Nodding Brome

    Nodding Brome

    Common Name(s):

    Nodding Brome

    Scientific Name:

    Bromus anomalus Rupr. ex Fourn.

    Scientific Name Synonyms:

    Bromopsis anomala (Rupr. ex Fourn.) Holub




    Life Span: Perennial

    Origin: Native

    Season: Cool

    Growth Characteristics: A tall, erect bunchgrass, without rhizomes, growing 1 ½ to 2 ½ feet tall. The nodes are hairy.

    Flowers: Open, nodding panicle, 4 to 8 inches long. Panicle braches drooping, 2 to 3 branches per node. The spikelets are somewhat rounded, about 1 ¼ inch long, containing 5 to 10 florets at ends of slender branches. The glumes are hairy; the lemmas are broad and silky-haired with an awn about 1/8 inch long from between bifid apex.

    Leaves: Leaves are rolled in the bud-shoot. The sheath is closed to near the top in younger leaves and split in older ones. The sheaths are round, prominently veined, with hairs running backward along it, giving it a rough feel. The collar is indistinct, auricles are absent, ligule is membranous, squared-off, brownish, with an uneven jagged edge, up to 1 mm. long. Blade is up to ¼ inch wide, and up to 16 inches long. The blades are flat, prominently veined and rough on both surfaces, often hairy above; margins rough as well.

    Ecological Adaptions:

    When it is nearing maturity, nodding brome is one of the more beautiful mountain grasses. It is generally distributed throughout Utah’s high mountains and some mountain sites on nearly all exposures, but is found primarily on the cool north and east exposures. Its elevation range is from 6,000 to 12,000 feet where annual average rainfall is from 16 to 30 inches.

    Soils: Nodding brome prefers deep, well developed loams and clay loam, but will grow on sands and even coarse gravelly and stony soils.

    Associated Species: Bluegrasses, silver sagebrush, aspen, cinquefoil, snowberry, delphinium, and penstemon.

    Uses and Management:

    Nodding brome is a preferred forage plant by cattle and elk, and is rated as good forage for deer and sheep.
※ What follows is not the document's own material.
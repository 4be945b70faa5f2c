pub mod mock_messenger;
pub mod telegram_api;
Several species of small mammals harvest and store these seeds for food. It is a fair to good erosion control plant. Its graceful, nodding seedheads make it an unusually attractive plant for beautification and recreation area plantings.

    This is a grass which requires fairly careful management, implying use at not more than about 50 percent of the annual forage yield. It responds well to an occasional rest from grazing during the critical seedstock formation to seed ripening period.